OK, class, has everyone now completed reading the 200 or 300 pages that were assigned a couple of weeks ago? If you don’t recall what I am talking about, scroll down a bit. Between August 8th and 18th, I linked to a lot of material for you to download.
I’m now instituting a new form of post called a "Round-Up." The term reflects Oklahoma heritage. The rationale is that there will be times when I get behind on my online reading, and when I catch up, I may want to refer you to lots of unrelated items. So, in case it rains on you this Labor Day weekend, here is some interesting reading material.
I have noted previously my strong belief that most lawyers, particularly solos, would be better off with a laptop computer and docking station than a desktop. Ross Kodner agrees and has a lengthy post about the things to consider when doing this. His "money quote" from the post is: "I have never seen any lawyer or legal pro who decided to transition to a laptop as their primary PC ever want to go back. The freedom of choosing when and where to work, and the ability to turn unproductive downtime into productive billable time are all irresistably positive experiences."

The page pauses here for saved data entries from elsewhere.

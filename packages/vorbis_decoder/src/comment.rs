//! Comment header parsing (§ 4.2.3 and § 5.2 of the spec).
//!
//! The comment header carries a free-form vendor string plus a list of `KEY=value` pairs.
//! Neither is required for decoding audio; this module only exists so [`Decoder::comment`]
//! can expose them to callers without callers having to reparse the packet themselves.

use log::{info, trace, warn};

use crate::error::SetupError;
use crate::packet::PacketType;
use crate::setup::common_header_validation;

/// The vendor string and user comments carried by a stream's comment header.
///
/// Vorbis mandates UTF-8 for both the vendor string and the `KEY=value` comment entries, but
/// in-the-wild encoders do not always comply. Rather than lossily rewrite non-conformant
/// bytes, or fail to open an otherwise-decodable stream over a metadata quirk, both fields
/// are kept as opaque byte strings and exposed to the caller as such.
#[derive(Debug, Clone, Default)]
pub struct CommentHeader {
	vendor_string: Vec<u8>,
	user_comments: Vec<Vec<u8>>
}

impl CommentHeader {
	/// The encoder's self-reported vendor string, as raw bytes.
	pub fn vendor_string(&self) -> &[u8] {
		&self.vendor_string
	}

	/// The list of `KEY=value` user comments, each as raw bytes.
	pub fn user_comments(&self) -> &[Vec<u8>] {
		&self.user_comments
	}

	pub(crate) fn parse(packet: &[u8]) -> Result<Self, SetupError> {
		trace!("Parsing comment header");

		let body = common_header_validation(packet, PacketType::CommentHeader)?;

		macro_rules! get_checked {
			($index:expr) => {
				body.get($index)
					.ok_or(SetupError::TooSmallPacket(packet.len()))?
			};
		}

		let vendor_length = u32::from_le_bytes(get_checked!(..4).try_into().unwrap()) as usize;
		let vendor_string: Vec<u8> = get_checked!(4..4 + vendor_length).to_vec();

		info!(
			"Encoder vendor string: {}",
			String::from_utf8_lossy(&vendor_string)
		);

		let mut cursor = 4 + vendor_length;
		let comment_count = u32::from_le_bytes(get_checked!(cursor..cursor + 4).try_into().unwrap());
		cursor += 4;

		// Not pre-reserved for `comment_count` entries: that count is attacker-controlled and
		// unrelated to the packet's actual size, so it would let a tiny malformed packet
		// trigger a huge allocation
		let mut user_comments = Vec::new();
		for _ in 0..comment_count {
			let length = u32::from_le_bytes(get_checked!(cursor..cursor + 4).try_into().unwrap()) as usize;
			cursor += 4;
			let comment = get_checked!(cursor..cursor + length).to_vec();
			cursor += length;
			user_comments.push(comment);
		}

		// The framing bit is the final bit of the packet; a broken or truncated comment
		// header is recoverable here, since comments never affect audio decoding
		if body.get(cursor).is_none_or(|&b| b & 1 == 0) {
			warn!("Missing or invalid comment header framing bit");
		}

		Ok(Self {
			vendor_string,
			user_comments
		})
	}
}

#[cfg(test)]
mod tests {
	use super::*;

	fn build_comment_packet(vendor: &[u8], comments: &[&[u8]]) -> Vec<u8> {
		let mut packet = vec![3u8];
		packet.extend_from_slice(b"vorbis");
		packet.extend_from_slice(&(vendor.len() as u32).to_le_bytes());
		packet.extend_from_slice(vendor);
		packet.extend_from_slice(&(comments.len() as u32).to_le_bytes());
		for comment in comments {
			packet.extend_from_slice(&(comment.len() as u32).to_le_bytes());
			packet.extend_from_slice(comment);
		}
		packet.push(1);
		packet
	}

	#[test]
	fn parses_vendor_string_and_comments() {
		let packet = build_comment_packet(b"test encoder", &[b"ARTIST=foo", b"TITLE=bar"]);
		let comment = CommentHeader::parse(&packet).unwrap();

		assert_eq!(comment.vendor_string(), b"test encoder");
		assert_eq!(
			comment.user_comments(),
			&[b"ARTIST=foo".to_vec(), b"TITLE=bar".to_vec()]
		);
	}

	#[test]
	fn rejects_wrong_packet_type() {
		let mut packet = build_comment_packet(b"v", &[]);
		packet[0] = 1;
		assert!(CommentHeader::parse(&packet).is_err());
	}
}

GP/Solo’s August Technology eReport is out. Lots of good stuff, including a very positive review of WordPerfect Mail and and a feature by Carole Levitt and Mark Rosch on how lawyers can use e-monitoring and e-mail alerts to stay informed.
From the makers of Sanction, trial presentation software, is a brief white paper with a long name, Comparative Overview of the Functionality of Common Litigation Support Tools versus Trial Presentation Products. We understand that they aren’t going to say anything that puts their product in a bad light, but it is still a worthwhile download, especially if you do not understand the differences between the two classes of products. Note: You have to give them your contact information before you can do the download and then they will send you a 30 day evaluation copy by mail to try if you wish.
There were two big announcements from Google this week. I’ve previously noted Google’s decision to take on Microsoft office appilcations head on. This week they released a new suite that many of us are already calling Google Office. As the linked article notes, it still is missing a word processor and a spreadsheet, but both are out in beta. Lawyers will be rightfully cautious about client confidentiality. But the idea of free, automatically-updated applications underwritten by a few ads instead of my software purchasing dollars remains viable. Of more immediate interest to readers may be the announcement that many books that are out of copyright, including many classics, are now available for free download from Google Books. (More details here.) You can download and/or print the books, which are in PDF format. If you haven’t registered with Google for the many services it offers, including Gmail, what are you waiting for?
Deniis Kennedy directed me to Ed Yourdon’s blog. It is not law office material and some of you may not have an interest. But of special note are his posts Email is Broken, JotSpot: Wikis for Non-Geeks, Recurring Themes from My Web 2.0 Visits and a post on Digg.
Tom Mighell tells us about the Rollbar bookmarklet from Rollyo. He says, "Just drag the link up to the Links bar of your browser. Then when you’re at a site you want to search, just click on the Rollbar, enter your search terms, and Rollyo will search that particular site for your terms. This is a great tool for sites that have no search feature, or a bad search feature."
Jonathan Stein had a few comments about lawyers accepting credit cards, which led me to post a couple of comments on his blog. Even though we disagree, hopefully you will agree that the post and discussion in the comments provide food for thought.